Investigating the enzyme MMP-28

Investigating cancer progression

Autumn 2007

£51,298 and £51,017 to the School of Biological Sciences at UEA for two separate projects to investigate the enzyme MMP-28.
MMPs are enzymes that are capable of degrading the extracellular matrix (an extensive collection of proteins that act mainly as a cell scaffold).  This can allow tumour cells to metastasise (spread).  MMPs may also cut molecules that influence cell growth and function, regulating these processes.  This is likely to be important in cancer progression, and MMPs are known to be involved in this.
A recently identified member of the MMP family, MMP-28, has been identified at increased levels in cancers of the lung, ovary, prostate, breast and oral squamous cells.  It has also been found at increased levels in metastasised cancer cells and there is evidence to suggest it plays a role in cancer development.

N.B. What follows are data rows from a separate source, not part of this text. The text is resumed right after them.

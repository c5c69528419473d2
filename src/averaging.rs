//! Averaging dynamic spectra in frequency and time.

use log::debug;
use ndarray::prelude::*;
use thiserror::Error;

#[derive(Error, Debug, PartialEq, Eq)]
pub enum AverageFactorError {
    #[error("The averaging factor was 0; this is not permitted")]
    Zero,

    #[error("Averaging factor {factor} is not a divisor of the number of {axis} ({len})")]
    NotDivisor {
        factor: usize,
        axis: &'static str,
        len: usize,
    },
}

/// Average every `factor` consecutive channels (rows) of a dynamic spectrum.
pub fn average_channels(
    spectrum: ArrayView2<f32>,
    factor: usize,
) -> Result<Array2<f32>, AverageFactorError> {
    average_axis(spectrum, Axis(0), factor, "channels")
}

/// Average every `factor` consecutive time samples (columns) of a dynamic
/// spectrum.
pub fn average_time(
    spectrum: ArrayView2<f32>,
    factor: usize,
) -> Result<Array2<f32>, AverageFactorError> {
    average_axis(spectrum, Axis(1), factor, "time samples")
}

fn average_axis(
    spectrum: ArrayView2<f32>,
    axis: Axis,
    factor: usize,
    axis_name: &'static str,
) -> Result<Array2<f32>, AverageFactorError> {
    if factor == 0 {
        return Err(AverageFactorError::Zero);
    }
    let len = spectrum.len_of(axis);
    if len % factor != 0 {
        return Err(AverageFactorError::NotDivisor {
            factor,
            axis: axis_name,
            len,
        });
    }
    if factor == 1 {
        return Ok(spectrum.to_owned());
    }

    let mut out_dim = spectrum.raw_dim();
    out_dim[axis.index()] = len / factor;
    debug!(
        "Averaging {axis_name} by {factor}: {:?} -> {:?}",
        spectrum.dim(),
        (out_dim[0], out_dim[1])
    );

    let mut averaged = Array2::zeros(out_dim);
    for (mut out_lane, chunk) in averaged
        .axis_iter_mut(axis)
        .zip(spectrum.axis_chunks_iter(axis, factor))
    {
        // Accumulate in f64; dynamic spectra can be long.
        let sum = chunk.mapv(f64::from).sum_axis(axis);
        out_lane.assign(&sum.mapv(|s| (s / factor as f64) as f32));
    }

    Ok(averaged)
}
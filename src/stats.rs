//! Summary statistics of images.

use ndarray::{ArrayView, Dimension};
use thiserror::Error;

#[derive(Error, Debug, PartialEq, Eq)]
pub enum StatsError {
    #[error("Cannot compute statistics of an empty array")]
    Empty,
}

#[derive(Debug, Clone, Copy, PartialEq)]
pub struct ImageStats {
    pub mean: f64,

    /// Population standard deviation.
    pub std: f64,

    pub median: f64,
    pub min: f64,
    pub max: f64,
}

impl ImageStats {
    pub fn compute<D: Dimension>(values: ArrayView<f32, D>) -> Result<ImageStats, StatsError> {
        if values.is_empty() {
            return Err(StatsError::Empty);
        }
        let mut sorted: Vec<f64> = values.iter().map(|&v| f64::from(v)).collect();
        sorted.sort_unstable_by(|a, b| a.total_cmp(b));

        let n = sorted.len();
        let mean = sorted.iter().sum::<f64>() / n as f64;
        let variance = sorted.iter().map(|v| (v - mean).powi(2)).sum::<f64>() / n as f64;
        let median = if n % 2 == 0 {
            (sorted[n / 2 - 1] + sorted[n / 2]) / 2.0
        } else {
            sorted[n / 2]
        };

        Ok(ImageStats {
            mean,
            std: variance.sqrt(),
            median,
            min: sorted[0],
            max: sorted[n - 1],
        })
    }
}
//! Remotely loaded region catalog.
//!
//! The forecast office publishes its region tree as a JSON document of
//! `{ local, children }` nodes down to neighborhood level. The loader walks
//! the tree depth-first, so the catalog order is the document order.

use std::sync::Arc;
use std::time::Duration;

use reqwest::Client;
use serde::Deserialize;

use crate::region::{CatalogError, Region, RegionCatalog};

const REGION_TREE_URLS: [&str; 2] = [
    "https://www.weather.go.kr/DFSROOT/POINT/DATA/top.json.txt",
    "http://www.weather.go.kr/DFSROOT/POINT/DATA/top.json.txt",
];
const REQUEST_TIMEOUT_SECS: u64 = 5;
// The endpoint rejects requests without a browser-like agent.
const USER_AGENT: &str = "Mozilla/5.0 (Windows NT 10.0; Win64; x64)";

#[derive(Debug, Deserialize)]
struct RegionNode {
    local: Option<String>,
    #[serde(default)]
    children: Vec<RegionNode>,
}

#[derive(Debug, Deserialize)]
#[serde(untagged)]
enum RegionTree {
    Many(Vec<RegionNode>),
    One(RegionNode),
}

/// Fetches and flattens the remote region tree into a [`RegionCatalog`].
#[derive(Debug, Clone)]
pub struct RegionTreeLoader {
    client: Arc<Client>,
    urls: Vec<String>,
}

impl RegionTreeLoader {
    /// Loader for the well-known endpoints, HTTPS first with HTTP fallback.
    pub fn new() -> Result<Self, CatalogError> {
        Self::with_urls(REGION_TREE_URLS.iter().map(ToString::to_string).collect())
    }

    pub fn with_urls(urls: Vec<String>) -> Result<Self, CatalogError> {
        let client = Client::builder()
            .timeout(Duration::from_secs(REQUEST_TIMEOUT_SECS))
            .user_agent(USER_AGENT)
            .build()
            .map_err(|e| CatalogError::Load(e.to_string()))?;
        Ok(Self {
            client: Arc::new(client),
            urls,
        })
    }

    /// Try each endpoint in turn; the first parseable response wins.
    pub async fn load(&self) -> Result<RegionCatalog, CatalogError> {
        for url in &self.urls {
            match self.try_load(url).await {
                Ok(catalog) => {
                    tracing::info!("Loaded {} regions from {}", catalog.len(), url);
                    return Ok(catalog);
                }
                Err(e) => {
                    tracing::warn!("Region tree fetch from {} failed: {}", url, e);
                }
            }
        }
        Err(CatalogError::Load(
            "no region tree endpoint was reachable".to_string(),
        ))
    }

    async fn try_load(&self, url: &str) -> Result<RegionCatalog, CatalogError> {
        let response = self
            .client
            .get(url)
            .send()
            .await
            .map_err(|e| CatalogError::Load(e.to_string()))?;

        let status = response.status();
        if !status.is_success() {
            return Err(CatalogError::Load(format!("status {status}")));
        }

        // Served as text/plain despite the JSON payload, so parse from text.
        let body = response
            .text()
            .await
            .map_err(|e| CatalogError::Load(e.to_string()))?;
        let tree: RegionTree =
            serde_json::from_str(&body).map_err(|e| CatalogError::Load(e.to_string()))?;

        let mut regions = Vec::new();
        match tree {
            RegionTree::One(node) => collect(&node, &mut regions),
            RegionTree::Many(nodes) => {
                for node in &nodes {
                    collect(node, &mut regions);
                }
            }
        }

        if regions.is_empty() {
            return Err(CatalogError::Load("region tree was empty".to_string()));
        }
        Ok(RegionCatalog::new(regions))
    }
}

fn collect(node: &RegionNode, out: &mut Vec<Region>) {
    if let Some(name) = node.local.as_deref() {
        if !name.is_empty() {
            out.push(Region::named(name));
        }
    }
    for child in &node.children {
        collect(child, out);
    }
}

#[cfg(test)]
mod tests {
    use super::*;

    #[test]
    fn test_collect_walks_depth_first() {
        let tree = RegionNode {
            local: Some("Seoul".into()),
            children: vec![
                RegionNode {
                    local: Some("Jongno-gu".into()),
                    children: vec![RegionNode {
                        local: Some("Sajik-dong".into()),
                        children: vec![],
                    }],
                },
                RegionNode {
                    local: Some("Jung-gu".into()),
                    children: vec![],
                },
            ],
        };

        let mut regions = Vec::new();
        collect(&tree, &mut regions);
        let names: Vec<&str> = regions.iter().map(|r| r.name.as_str()).collect();
        assert_eq!(names, vec!["Seoul", "Jongno-gu", "Sajik-dong", "Jung-gu"]);
    }

    #[test]
    fn test_collect_skips_unnamed_nodes() {
        let tree = RegionNode {
            local: None,
            children: vec![RegionNode {
                local: Some("Busan".into()),
                children: vec![],
            }],
        };

        let mut regions = Vec::new();
        collect(&tree, &mut regions);
        assert_eq!(regions.len(), 1);
        assert_eq!(regions[0].name, "Busan");
    }
}
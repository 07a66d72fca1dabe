//! Timeline forecast provider: 30-day, name-addressed JSON API.
//!
//! One `days[]` entry per calendar day starting at the requested start date,
//! so the array index is the day offset. Also the source for sunrise/sunset
//! times, which ride along on the same payload.

use std::sync::Arc;
use std::time::Duration;

use chrono::{Local, NaiveDate};
use reqwest::Client;
use serde::Deserialize;
use tripcast_catalog::Region;
use tripcast_core::config::TimelineConfig;
use tripcast_core::window::Horizon;
use url::Url;

use crate::provider::{ForecastProvider, ProviderError};
use crate::types::{Metric, RawReading};

const REQUEST_TIMEOUT_SECS: u64 = 10;

#[derive(Debug, Deserialize)]
struct TimelineResponse {
    #[serde(default)]
    days: Vec<TimelineDay>,
}

#[derive(Debug, Deserialize)]
struct TimelineDay {
    datetime: String,
    precipprob: Option<f64>,
    sunrise: Option<String>,
    sunset: Option<String>,
}

/// Sunrise and sunset for one day, as reported by the provider.
#[derive(Debug, Clone, PartialEq, Eq)]
pub struct SunTimes {
    pub date: NaiveDate,
    pub sunrise: String,
    pub sunset: String,
}

#[derive(Debug, Clone)]
pub struct TimelineForecast {
    client: Arc<Client>,
    base_url: Url,
    api_key: String,
    country: String,
    horizon: Horizon,
    metric: Metric,
}

impl TimelineForecast {
    pub fn new(config: &TimelineConfig, clear_threshold: f64) -> Result<Self, ProviderError> {
        let client = Client::builder()
            .timeout(Duration::from_secs(REQUEST_TIMEOUT_SECS))
            .build()?;
        let base_url =
            Url::parse(&config.base_url).map_err(|e| ProviderError::Config(e.to_string()))?;

        Ok(Self {
            client: Arc::new(client),
            base_url,
            api_key: config.api_key.clone(),
            country: config.country.clone(),
            horizon: Horizon::new(config.horizon_days),
            metric: Metric::precip_probability(clear_threshold),
        })
    }

    fn request_url(
        &self,
        region_name: &str,
        start: NaiveDate,
        end: NaiveDate,
    ) -> Result<Url, ProviderError> {
        let location = format!("{},{}", region_name, self.country);
        let mut url = self.base_url.clone();
        url.path_segments_mut()
            .map_err(|()| ProviderError::Config("base URL cannot be a base".to_string()))?
            .push(&location)
            .push(&start.to_string())
            .push(&end.to_string());
        url.query_pairs_mut()
            .append_pair("unitGroup", "metric")
            .append_pair("include", "days")
            .append_pair("key", &self.api_key)
            .append_pair("contentType", "json");
        Ok(url)
    }

    async fn fetch_days(
        &self,
        region_name: &str,
        start: NaiveDate,
        end: NaiveDate,
    ) -> Result<Vec<TimelineDay>, ProviderError> {
        let url = self.request_url(region_name, start, end)?;
        tracing::debug!("Fetching timeline forecast for {}", region_name);

        let response = self.client.get(url).send().await?;
        let status = response.status();
        if !status.is_success() {
            return Err(ProviderError::Status(status.as_u16()));
        }

        let body: TimelineResponse = response
            .json()
            .await
            .map_err(|e| ProviderError::Payload(e.to_string()))?;
        Ok(body.days)
    }

    /// Sunrise/sunset for today and tomorrow.
    pub async fn sun_times(&self, region: &Region) -> Result<Vec<SunTimes>, ProviderError> {
        let today = Local::now().date_naive();
        let days = self
            .fetch_days(&region.name, today, today + chrono::Days::new(1))
            .await?;

        let times: Vec<SunTimes> = days
            .iter()
            .filter_map(|day| {
                let date = NaiveDate::parse_from_str(&day.datetime, "%Y-%m-%d").ok()?;
                Some(SunTimes {
                    date,
                    sunrise: day.sunrise.clone()?,
                    sunset: day.sunset.clone()?,
                })
            })
            .collect();

        if times.is_empty() {
            return Err(ProviderError::Payload(
                "no sunrise/sunset data in response".to_string(),
            ));
        }
        Ok(times)
    }
}

impl ForecastProvider for TimelineForecast {
    fn horizon(&self) -> Horizon {
        self.horizon
    }

    fn metric(&self) -> Metric {
        self.metric
    }

    async fn fetch_raw(&self, region: &Region) -> Result<Vec<RawReading>, ProviderError> {
        let today = Local::now().date_naive();
        let end = today + chrono::Days::new(u64::from(self.horizon.days().saturating_sub(1)));
        let days = self.fetch_days(&region.name, today, end).await?;

        // The API returns one entry per day from the start date, so the
        // array position is the day offset. Days without a probability are
        // left absent for the normalizer to treat as unknown.
        Ok(days
            .iter()
            .enumerate()
            .filter_map(|(index, day)| {
                day.precipprob.map(|value| RawReading {
                    day_offset: index as i64,
                    value,
                })
            })
            .collect())
    }
}
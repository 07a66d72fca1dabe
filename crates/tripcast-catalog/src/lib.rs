//! Region catalogs for Tripcast.
//!
//! A catalog is loaded once at startup and read-only afterwards; its
//! insertion order is the deterministic tie-break order for rankings.

pub mod builtin;
pub mod region;
pub mod remote;

pub use builtin::{grid_catalog, latlon_catalog};
pub use region::{CatalogError, Coords, Region, RegionCatalog};
pub use remote::RegionTreeLoader;
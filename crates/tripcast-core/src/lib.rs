//! Core types for the Tripcast recommendation engine.
//!
//! Holds the error taxonomy, configuration, and the date-window model shared
//! by the forecast engine and its collaborators.

pub mod config;
pub mod error;
pub mod window;

pub use config::Config;
pub use error::RecommendError;
pub use window::{DateWindow, DayRange, Horizon};

use anyhow::Result;

/// Initialize logging for the application.
pub fn init() -> Result<()> {
    tracing_subscriber::fmt()
        .with_env_filter(
            tracing_subscriber::EnvFilter::try_from_default_env()
                .unwrap_or_else(|_| tracing_subscriber::EnvFilter::new("info")),
        )
        .init();

    tracing::info!("Tripcast core initialized");
    Ok(())
}
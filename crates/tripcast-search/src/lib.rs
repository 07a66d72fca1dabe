//! Point-of-interest keyword search.
//!
//! Thin collaborator around a blog-search API: the engine never sees this,
//! the menu calls it directly for the "find places" feature.

pub mod blog;

pub use blog::{BlogPost, BlogSearchClient, SearchError};
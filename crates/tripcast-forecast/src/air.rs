//! Air-quality provider: three-hourly PM2.5 forecast, geo-addressed.
//!
//! Samples arrive as epoch timestamps. They are shifted into the configured
//! local offset before bucketing into calendar days, so an evening sample
//! lands on the day a traveler would experience it, not the UTC day.

use std::sync::Arc;
use std::time::Duration;

use chrono::{DateTime, FixedOffset, Utc};
use reqwest::Client;
use serde::Deserialize;
use tripcast_catalog::{Coords, Region};
use tripcast_core::config::AirQualityConfig;
use tripcast_core::window::Horizon;

use crate::provider::{ForecastProvider, ProviderError};
use crate::types::{Metric, RawReading};

const REQUEST_TIMEOUT_SECS: u64 = 10;
const SECS_PER_HOUR: i32 = 3600;

#[derive(Debug, Deserialize)]
struct PollutionResponse {
    #[serde(default)]
    list: Vec<PollutionEntry>,
}

#[derive(Debug, Deserialize)]
struct PollutionEntry {
    dt: i64,
    components: PollutionComponents,
}

#[derive(Debug, Deserialize)]
struct PollutionComponents {
    pm2_5: Option<f64>,
}

#[derive(Debug, Clone)]
pub struct AirQualityForecast {
    client: Arc<Client>,
    base_url: String,
    api_key: String,
    horizon: Horizon,
    local_offset: FixedOffset,
    metric: Metric,
}

impl AirQualityForecast {
    pub fn new(config: &AirQualityConfig) -> Result<Self, ProviderError> {
        let client = Client::builder()
            .timeout(Duration::from_secs(REQUEST_TIMEOUT_SECS))
            .build()?;
        let local_offset = FixedOffset::east_opt(config.utc_offset_hours * SECS_PER_HOUR)
            .ok_or_else(|| {
                ProviderError::Config(format!(
                    "invalid UTC offset: {} hours",
                    config.utc_offset_hours
                ))
            })?;

        Ok(Self {
            client: Arc::new(client),
            base_url: config.base_url.clone(),
            api_key: config.api_key.clone(),
            horizon: Horizon::new(config.horizon_days),
            local_offset,
            metric: Metric::pm2_5(),
        })
    }

    /// Bucket epoch-stamped samples into local-day offsets relative to the
    /// local "today". Samples without a PM2.5 component are dropped.
    fn to_readings(&self, entries: &[PollutionEntry], now: DateTime<Utc>) -> Vec<RawReading> {
        let today = now.with_timezone(&self.local_offset).date_naive();
        entries
            .iter()
            .filter_map(|entry| {
                let value = entry.components.pm2_5?;
                let stamped = DateTime::<Utc>::from_timestamp(entry.dt, 0)?;
                let local_date = stamped.with_timezone(&self.local_offset).date_naive();
                Some(RawReading {
                    day_offset: (local_date - today).num_days(),
                    value,
                })
            })
            .collect()
    }
}

impl ForecastProvider for AirQualityForecast {
    fn horizon(&self) -> Horizon {
        self.horizon
    }

    fn metric(&self) -> Metric {
        self.metric
    }

    async fn fetch_raw(&self, region: &Region) -> Result<Vec<RawReading>, ProviderError> {
        let Some(Coords::LatLon { lat, lon }) = region.coords else {
            return Err(ProviderError::Unaddressable(region.name.clone()));
        };

        tracing::debug!("Fetching air quality for {}", region.name);
        let response = self
            .client
            .get(&self.base_url)
            .query(&[
                ("lat", lat.to_string()),
                ("lon", lon.to_string()),
                ("appid", self.api_key.clone()),
            ])
            .send()
            .await?;

        let status = response.status();
        if !status.is_success() {
            return Err(ProviderError::Status(status.as_u16()));
        }

        let body: PollutionResponse = response
            .json()
            .await
            .map_err(|e| ProviderError::Payload(e.to_string()))?;
        Ok(self.to_readings(&body.list, Utc::now()))
    }
}

#[cfg(test)]
mod tests {
    use super::*;

    fn provider() -> AirQualityForecast {
        let config = AirQualityConfig {
            api_key: "test-key".to_string(),
            ..AirQualityConfig::default()
        };
        AirQualityForecast::new(&config).unwrap()
    }

    fn entry(dt: i64, pm2_5: Option<f64>) -> PollutionEntry {
        PollutionEntry {
            dt,
            components: PollutionComponents { pm2_5 },
        }
    }

    const NOON_UTC: i64 = 1781092800; // 2026-06-10 12:00:00 UTC

    fn now() -> DateTime<Utc> {
        DateTime::<Utc>::from_timestamp(NOON_UTC, 0).unwrap()
    }

    #[test]
    fn test_samples_bucket_to_local_days() {
        let entries = [
            entry(NOON_UTC, Some(12.0)),             // local same day
            entry(NOON_UTC + 86_400, Some(30.0)),    // local tomorrow
        ];
        let readings = provider().to_readings(&entries, now());
        assert_eq!(
            readings,
            vec![
                RawReading { day_offset: 0, value: 12.0 },
                RawReading { day_offset: 1, value: 30.0 },
            ]
        );
    }

    #[test]
    fn test_late_evening_utc_sample_lands_on_next_local_day() {
        // 16:00 UTC is 01:00 the next day at +9.
        let entries = [entry(NOON_UTC + 4 * 3600, Some(5.0))];
        let readings = provider().to_readings(&entries, now());
        assert_eq!(readings[0].day_offset, 1);
    }

    #[test]
    fn test_samples_without_pm25_are_dropped() {
        let entries = [entry(NOON_UTC, None), entry(NOON_UTC, Some(8.0))];
        let readings = provider().to_readings(&entries, now());
        assert_eq!(readings.len(), 1);
        assert_eq!(readings[0].value, 8.0);
    }

    #[test]
    fn test_zero_offset_config_keeps_utc_days() {
        let config = AirQualityConfig {
            api_key: "k".to_string(),
            utc_offset_hours: 0,
            ..AirQualityConfig::default()
        };
        let provider = AirQualityForecast::new(&config).unwrap();
        let entries = [entry(NOON_UTC + 4 * 3600, Some(5.0))];
        let readings = provider.to_readings(&entries, now());
        assert_eq!(readings[0].day_offset, 0);
    }
}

Currently it is not known which proteins MMP-28 targets in the body, and one project will investigate this.  Given the association of MMP-28 with cancer development and progression, it is likely that that MMP-28 will degrade or cut proteins specifically associated with cancer. 

Another project will investigate how the amounts of MMP-28 are regulated during cancer cell development.  Of particular interest is the promoter of the MMP-28 gene (the region of DNA that controls whether the gene produces a protein).